use std::path::PathBuf;

use anyhow::{anyhow, bail, Context, Result};
use clap::{Parser, Subcommand};
use rand::seq::SliceRandom;
use tracing::info;

use sc_crypto::{
    kdf::{self, HashAlgorithm},
    Conversation, KeyPair, MemoryPrekeyStore, RatchetConfig, XChaChaCipher,
};
use sc_proto::{Envelope, InitData, PaddingMode};

#[derive(Parser)]
#[command(name = "sc")]
#[command(about = "Secure Channel session core driver", long_about = None)]
struct Cli {
    /// Ratchet configuration file (JSON)
    #[arg(short, long, global = true)]
    config: Option<PathBuf>,

    #[command(subcommand)]
    command: Commands,
}

#[derive(Subcommand)]
enum Commands {
    /// Run a local two-party conversation through serialised envelopes
    Demo {
        /// Messages Alice sends before Bob replies
        #[arg(short, long, default_value = "5")]
        messages: usize,

        /// Deliver Alice's burst in random order
        #[arg(long)]
        shuffle: bool,

        /// Padding mode: none, buckets, maximum
        #[arg(long, default_value = "buckets")]
        padding: PaddingMode,

        /// One-time prekeys Bob publishes
        #[arg(long, default_value = "1")]
        one_time_keys: usize,
    },

    /// Derive key material with HKDF
    Kdf {
        /// Input keying material (hex)
        #[arg(long)]
        ikm: String,

        /// Salt (hex); omitted means HashLen zero bytes
        #[arg(long)]
        salt: Option<String>,

        /// Context string
        #[arg(long, default_value = "")]
        info: String,

        /// Output length in bytes
        #[arg(short, long, default_value = "32")]
        len: usize,

        /// sha256 or sha512
        #[arg(long, default_value = "sha256")]
        hash: HashAlgorithm,
    },

    /// Print the effective ratchet configuration
    Config,
}

fn main() -> Result<()> {
    tracing_subscriber::fmt()
        .with_env_filter(
            tracing_subscriber::EnvFilter::try_from_default_env()
                .unwrap_or_else(|_| "sc_cli=info,sc_crypto=warn".into()),
        )
        .init();

    let cli = Cli::parse();
    let config = match &cli.config {
        Some(path) => RatchetConfig::load(path)
            .with_context(|| format!("loading config from {}", path.display()))?,
        None => RatchetConfig::default(),
    };

    match cli.command {
        Commands::Demo {
            messages,
            shuffle,
            padding,
            one_time_keys,
        } => demo(&config, messages, shuffle, padding, one_time_keys),
        Commands::Kdf {
            ikm,
            salt,
            info,
            len,
            hash,
        } => {
            let ikm = hex::decode(&ikm).context("--ikm is not valid hex")?;
            let salt = salt
                .map(|s| hex::decode(s).context("--salt is not valid hex"))
                .transpose()?;
            let okm = kdf::hkdf(hash, &ikm, len, info.as_bytes(), salt.as_deref())?;
            println!("{}", hex::encode(&*okm));
            Ok(())
        }
        Commands::Config => {
            println!("{}", serde_json::to_string_pretty(&config)?);
            Ok(())
        }
    }
}

fn demo(
    config: &RatchetConfig,
    messages: usize,
    shuffle: bool,
    padding: PaddingMode,
    one_time_keys: usize,
) -> Result<()> {
    if messages == 0 {
        bail!("--messages must be at least 1");
    }

    let alice_identity = KeyPair::generate();
    let bob_store = MemoryPrekeyStore::generate(one_time_keys);
    let bundle = bob_store.publish_bundle();
    info!(
        bob = %bob_store.identity_public().short_id(),
        one_time = bundle.has_one_time_pre_key(),
        "bundle published"
    );

    let (mut alice, payload) = Conversation::initiate(&alice_identity, &bundle, config)?;
    let mut init = Some(InitData::new(alice_identity.public, &payload));

    let mut wire = Vec::with_capacity(messages);
    for i in 0..messages {
        let text = format!("alice #{i}");
        let envelope = Envelope::seal(&mut alice, &XChaChaCipher, text.as_bytes(), padding, init.take())?;
        wire.push(envelope.to_json()?);
    }

    // The session-opening envelope must reach Bob first.
    let (first, rest) = wire
        .split_first_mut()
        .ok_or_else(|| anyhow!("no envelopes produced"))?;
    if shuffle {
        rest.shuffle(&mut rand::thread_rng());
    }

    let opening = Envelope::from_json(first)?;
    let init = opening
        .init
        .as_ref()
        .ok_or_else(|| anyhow!("first envelope carries no handshake"))?;
    let mut bob = Conversation::respond(
        &bob_store,
        &init.sender_identity,
        &init.payload()?,
        opening.session_id.clone(),
        config,
    )?;
    println!("session {}", bob.session_id());

    for json in std::iter::once(&*first).chain(rest.iter()) {
        let envelope = Envelope::from_json(json)?;
        let header = envelope.decode_header()?;
        let plaintext = envelope.open(&mut bob, &XChaChaCipher)?;
        println!(
            "bob   <- n={:<3} pn={:<3} {:>6} B  {}",
            header.message_number,
            header.previous_chain_length,
            envelope.decode_ciphertext()?.len(),
            String::from_utf8_lossy(&plaintext)
        );
    }

    let reply = Envelope::seal(&mut bob, &XChaChaCipher, b"bob: got them all", padding, None)?;
    let reply = Envelope::from_json(&reply.to_json()?)?;
    let plaintext = reply.open(&mut alice, &XChaChaCipher)?;
    println!("alice <- {}", String::from_utf8_lossy(&plaintext));

    info!(
        skipped = bob.session().skipped_key_count(),
        remaining_one_time = bob_store.available_one_time_pre_keys(),
        "demo finished"
    );
    Ok(())
}
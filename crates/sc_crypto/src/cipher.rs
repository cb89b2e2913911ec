//! Cipher boundary
//!
//! The ratchet hands out keys; it never encrypts. `CipherBoundary` is the
//! narrow interface callers use to turn a `MessageKey` into ciphertext, and
//! `XChaChaCipher` is the default implementation.
//!
//! XChaCha20-Poly1305 (192-bit nonce). Key: 32 bytes. Nonce: 24 bytes
//! (random). Tag: 16 bytes.
//!
//! Ciphertext wire format:
//!   [ nonce (24 bytes) | ciphertext + tag ]

use chacha20poly1305::{
    aead::{Aead, AeadCore, KeyInit, OsRng as AeadOsRng, Payload},
    XChaCha20Poly1305, XNonce,
};
use zeroize::Zeroizing;

use crate::{error::CryptoError, kdf::MessageKey};

pub const NONCE_LEN: usize = 24;
pub const TAG_LEN: usize = 16;

pub trait CipherBoundary {
    fn encrypt(&self, key: &MessageKey, plaintext: &[u8], associated_data: &[u8]) -> Result<Vec<u8>, CryptoError>;

    /// Fails with `CryptoError::AuthenticationFailure` on any tag mismatch.
    fn decrypt(
        &self,
        key: &MessageKey,
        ciphertext: &[u8],
        associated_data: &[u8],
    ) -> Result<Zeroizing<Vec<u8>>, CryptoError>;
}

#[derive(Debug, Clone, Copy, Default)]
pub struct XChaChaCipher;

impl CipherBoundary for XChaChaCipher {
    fn encrypt(&self, key: &MessageKey, plaintext: &[u8], associated_data: &[u8]) -> Result<Vec<u8>, CryptoError> {
        let cipher = XChaCha20Poly1305::new_from_slice(key.as_bytes())
            .map_err(|_| CryptoError::AeadEncrypt)?;

        let nonce = XChaCha20Poly1305::generate_nonce(&mut AeadOsRng);

        let ciphertext = cipher
            .encrypt(&nonce, Payload { msg: plaintext, aad: associated_data })
            .map_err(|_| CryptoError::AeadEncrypt)?;

        let mut out = Vec::with_capacity(NONCE_LEN + ciphertext.len());
        out.extend_from_slice(&nonce);
        out.extend_from_slice(&ciphertext);
        Ok(out)
    }

    fn decrypt(
        &self,
        key: &MessageKey,
        ciphertext: &[u8],
        associated_data: &[u8],
    ) -> Result<Zeroizing<Vec<u8>>, CryptoError> {
        if ciphertext.len() < NONCE_LEN + TAG_LEN {
            return Err(CryptoError::AuthenticationFailure);
        }
        let (nonce_bytes, ct) = ciphertext.split_at(NONCE_LEN);
        let nonce = XNonce::from_slice(nonce_bytes);

        let cipher = XChaCha20Poly1305::new_from_slice(key.as_bytes())
            .map_err(|_| CryptoError::AuthenticationFailure)?;

        let plaintext = cipher
            .decrypt(nonce, Payload { msg: ct, aad: associated_data })
            .map_err(|_| CryptoError::AuthenticationFailure)?;

        Ok(Zeroizing::new(plaintext))
    }
}

#[cfg(test)]
mod tests {
    use super::*;

    fn key(b: u8) -> MessageKey {
        MessageKey::from_bytes([b; 32])
    }

    #[test]
    fn roundtrip_with_associated_data() {
        let ct = XChaChaCipher.encrypt(&key(1), b"hello", b"header").unwrap();
        assert_eq!(ct.len(), NONCE_LEN + 5 + TAG_LEN);
        let pt = XChaChaCipher.decrypt(&key(1), &ct, b"header").unwrap();
        assert_eq!(pt.as_slice(), b"hello");
    }

    #[test]
    fn wrong_key_or_ad_is_authentication_failure() {
        let ct = XChaChaCipher.encrypt(&key(1), b"hello", b"ad").unwrap();
        assert!(matches!(
            XChaChaCipher.decrypt(&key(2), &ct, b"ad"),
            Err(CryptoError::AuthenticationFailure)
        ));
        assert!(matches!(
            XChaChaCipher.decrypt(&key(1), &ct, b"other"),
            Err(CryptoError::AuthenticationFailure)
        ));

        let mut tampered = ct.clone();
        let last = tampered.len() - 1;
        tampered[last] ^= 0x01;
        assert!(matches!(
            XChaChaCipher.decrypt(&key(1), &tampered, b"ad"),
            Err(CryptoError::AuthenticationFailure)
        ));
    }

    #[test]
    fn truncated_input_is_rejected() {
        assert!(matches!(
            XChaChaCipher.decrypt(&key(1), &[0u8; 10], b""),
            Err(CryptoError::AuthenticationFailure)
        ));
    }
}
use std::path::Path;

use serde::{Deserialize, Serialize};

use crate::error::CryptoError;

/// Tunables for a ratchet session.
#[derive(Debug, Clone, PartialEq, Eq, Serialize, Deserialize)]
#[serde(default)]
pub struct RatchetConfig {
    /// Upper bound on cached out-of-order message keys per session.
    pub skipped_key_capacity: usize,
    /// Most chain steps a single received header may force us to walk.
    pub max_skip: u32,
    /// Remote ratchet keys remembered for replay rejection. Older keys are
    /// forgotten once this many peer turns have passed.
    pub consumed_key_capacity: usize,
}

impl Default for RatchetConfig {
    fn default() -> Self {
        Self {
            skipped_key_capacity: 1000,
            max_skip: 1000,
            consumed_key_capacity: 1000,
        }
    }
}

impl RatchetConfig {
    pub fn validate(&self) -> Result<(), CryptoError> {
        if self.skipped_key_capacity == 0 {
            return Err(CryptoError::Config("skipped_key_capacity must be at least 1".into()));
        }
        if self.max_skip == 0 {
            return Err(CryptoError::Config("max_skip must be at least 1".into()));
        }
        if self.consumed_key_capacity == 0 {
            return Err(CryptoError::Config("consumed_key_capacity must be at least 1".into()));
        }
        Ok(())
    }

    pub fn from_json_str(json: &str) -> Result<Self, CryptoError> {
        let config: Self = serde_json::from_str(json)?;
        config.validate()?;
        Ok(config)
    }

    pub fn load(path: &Path) -> Result<Self, CryptoError> {
        let raw = std::fs::read_to_string(path)?;
        Self::from_json_str(&raw)
    }
}

#[cfg(test)]
mod tests {
    use super::*;

    #[test]
    fn missing_fields_take_defaults() {
        let config = RatchetConfig::from_json_str(r#"{ "max_skip": 50 }"#).unwrap();
        assert_eq!(config.max_skip, 50);
        assert_eq!(config.skipped_key_capacity, 1000);
        assert_eq!(config.consumed_key_capacity, 1000);
    }

    #[test]
    fn rejects_zero_bounds() {
        assert!(matches!(
            RatchetConfig::from_json_str(r#"{ "skipped_key_capacity": 0 }"#),
            Err(CryptoError::Config(_))
        ));
        assert!(matches!(
            RatchetConfig::from_json_str(r#"{ "max_skip": 0 }"#),
            Err(CryptoError::Config(_))
        ));
        assert!(matches!(
            RatchetConfig::from_json_str(r#"{ "consumed_key_capacity": 0 }"#),
            Err(CryptoError::Config(_))
        ));
    }

    #[test]
    fn loads_from_file() {
        let dir = tempfile::tempdir().unwrap();
        let path = dir.path().join("ratchet.json");
        std::fs::write(&path, r#"{ "skipped_key_capacity": 8, "max_skip": 4 }"#).unwrap();

        let config = RatchetConfig::load(&path).unwrap();
        assert_eq!(
            config,
            RatchetConfig {
                skipped_key_capacity: 8,
                max_skip: 4,
                ..RatchetConfig::default()
            }
        );
        assert!(matches!(
            RatchetConfig::load(&dir.path().join("missing.json")),
            Err(CryptoError::Io(_))
        ));
    }
}
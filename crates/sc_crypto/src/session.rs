//! Conversation: X3DH establishment + Double Ratchet + cipher boundary.
//!
//! ## Establishment
//! The initiator runs `x3dh::initiate` against the recipient's bundle and
//! seeds a ratchet with SK and the recipient's signed prekey. The
//! `HandshakePayload` travels with the first ciphertext; the responder runs
//! `x3dh::respond_with_provider` (consuming the one-time prekey) and seeds
//! its ratchet with SK and its signed prekey pair.
//!
//! ## Messages
//! `seal`: (mk, header) = ratchet.send(); ct = encrypt(mk, pt, ad || header)
//! `open`: ratchet.receive_with(header, |mk| decrypt(mk, ct, ad || header))
//!
//! The ratchet step is committed only after the cipher authenticates the
//! ciphertext, so a forged message cannot move the session. The one exception
//! is a key served from the skipped cache, which is spent on first use.

use tracing::warn;
use zeroize::Zeroizing;

use crate::{
    cipher::CipherBoundary,
    config::RatchetConfig,
    error::CryptoError,
    keys::{KeyPair, PublicKey},
    prekeys::{KeyBundle, KeyBundleProvider},
    ratchet::{new_session_id, Header, RatchetSession},
    x3dh::{self, HandshakePayload},
};

pub struct Conversation {
    session: RatchetSession,
}

impl Conversation {
    /// Start a conversation with the owner of `bundle`.
    ///
    /// Returns the payload that must accompany the first message.
    pub fn initiate(
        own_identity: &KeyPair,
        bundle: &KeyBundle,
        config: &RatchetConfig,
    ) -> Result<(Self, HandshakePayload), CryptoError> {
        let outcome = x3dh::initiate(own_identity, bundle)?;
        let payload = outcome.payload();
        let session = RatchetSession::initiator(
            new_session_id(),
            outcome.shared_secret,
            &outcome.remote_signed_pre_key,
            config,
        )?;
        Ok((Self { session }, payload))
    }

    /// Accept a conversation opened by `sender_identity`.
    pub fn respond<P: KeyBundleProvider + ?Sized>(
        provider: &P,
        sender_identity: &PublicKey,
        payload: &HandshakePayload,
        session_id: impl Into<String>,
        config: &RatchetConfig,
    ) -> Result<Self, CryptoError> {
        let shared_secret = x3dh::respond_with_provider(provider, sender_identity, payload)?;
        let session = RatchetSession::responder(session_id, shared_secret, provider.signed_pre_key(), config)?;
        Ok(Self { session })
    }

    pub fn session(&self) -> &RatchetSession {
        &self.session
    }

    pub fn session_id(&self) -> &str {
        self.session.session_id()
    }

    /// Encrypt the next outgoing message.
    pub fn seal<C: CipherBoundary + ?Sized>(
        &mut self,
        cipher: &C,
        plaintext: &[u8],
        associated_data: &[u8],
    ) -> Result<(Header, Vec<u8>), CryptoError> {
        let (mk, header) = self.session.send()?;
        let aad = bind_header(&header, associated_data);
        let ciphertext = cipher.encrypt(&mk, plaintext, &aad)?;
        Ok((header, ciphertext))
    }

    /// Decrypt an incoming message.
    ///
    /// The ratchet advances only when the ciphertext authenticates.
    pub fn open<C: CipherBoundary + ?Sized>(
        &mut self,
        cipher: &C,
        header: &Header,
        ciphertext: &[u8],
        associated_data: &[u8],
    ) -> Result<Zeroizing<Vec<u8>>, CryptoError> {
        let aad = bind_header(header, associated_data);
        let result = self
            .session
            .receive_with(header, |mk| cipher.decrypt(mk, ciphertext, &aad));
        if let Err(CryptoError::AuthenticationFailure) = &result {
            warn!(
                session_id = %self.session.session_id(),
                n = header.message_number,
                "ciphertext failed authentication; plaintext discarded"
            );
        }
        result
    }
}

/// AEAD associated data: caller context followed by the 40-byte header.
pub fn bind_header(header: &Header, associated_data: &[u8]) -> Vec<u8> {
    let header_bytes = header.to_bytes();
    let mut aad = Vec::with_capacity(associated_data.len() + header_bytes.len());
    aad.extend_from_slice(associated_data);
    aad.extend_from_slice(&header_bytes);
    aad
}

#[cfg(test)]
mod tests {
    use super::*;
    use crate::{cipher::XChaChaCipher, prekeys::MemoryPrekeyStore};

    #[test]
    fn establish_and_exchange() {
        let config = RatchetConfig::default();
        let alice_ik = KeyPair::generate();
        let bob_store = MemoryPrekeyStore::generate(2);

        let (mut alice, payload) =
            Conversation::initiate(&alice_ik, &bob_store.publish_bundle(), &config).unwrap();
        let mut bob =
            Conversation::respond(&bob_store, &alice_ik.public, &payload, alice.session_id(), &config)
                .unwrap();
        assert_eq!(alice.session_id(), bob.session_id());

        let (h, ct) = alice.seal(&XChaChaCipher, b"hi bob", b"ctx").unwrap();
        assert_eq!(bob.open(&XChaChaCipher, &h, &ct, b"ctx").unwrap().as_slice(), b"hi bob");

        let (h, ct) = bob.seal(&XChaChaCipher, b"hi alice", b"ctx").unwrap();
        assert_eq!(alice.open(&XChaChaCipher, &h, &ct, b"ctx").unwrap().as_slice(), b"hi alice");
    }

    #[test]
    fn header_is_bound_into_associated_data() {
        let header = Header {
            ratchet_public_key: KeyPair::generate().public,
            previous_chain_length: 1,
            message_number: 2,
        };
        let aad = bind_header(&header, b"ctx");
        assert_eq!(&aad[..3], b"ctx");
        assert_eq!(&aad[3..], &header.to_bytes()[..]);
    }
}
use thiserror::Error;

#[derive(Debug, Error)]
pub enum CryptoError {
    #[error("Handshake failed: {0}")]
    HandshakeFailure(String),

    #[error("Requested {requested} bytes of key material, maximum is {max}")]
    DerivationLength { requested: usize, max: usize },

    #[error("Ratchet desynchronised: {0}")]
    RatchetDesync(String),

    #[error("Session is broken; a fresh handshake is required")]
    SessionBroken,

    #[error("Session not initialised: {0}")]
    SessionNotInitialised(String),

    #[error("AEAD authentication failed (tag mismatch — possible tampering)")]
    AuthenticationFailure,

    #[error("AEAD encryption failed")]
    AeadEncrypt,

    #[error("Invalid key material: {0}")]
    InvalidKey(String),

    #[error("Invalid configuration: {0}")]
    Config(String),

    #[error("Malformed wire data: {0}")]
    Malformed(String),

    #[error("Serialisation error: {0}")]
    Serialisation(#[from] serde_json::Error),

    #[error("Base64 decode error: {0}")]
    Base64Decode(#[from] base64::DecodeError),

    #[error("I/O error: {0}")]
    Io(#[from] std::io::Error),
}

impl CryptoError {
    /// Errors after which the session can never be used again.
    pub fn is_fatal_to_session(&self) -> bool {
        matches!(self, CryptoError::RatchetDesync(_) | CryptoError::SessionBroken)
    }
}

- EXERCISE REQUIREMENTS -
Scan the listing for the string "tampered", then copy every line where it appears.

- RESULT OF THIS EXERCISE -
        let mut tampered = ct.clone();
        let last = tampered.len() - 1;
        tampered[last] ^= 0x01;
            XChaChaCipher.decrypt(&key(1), &tampered, b"ad"),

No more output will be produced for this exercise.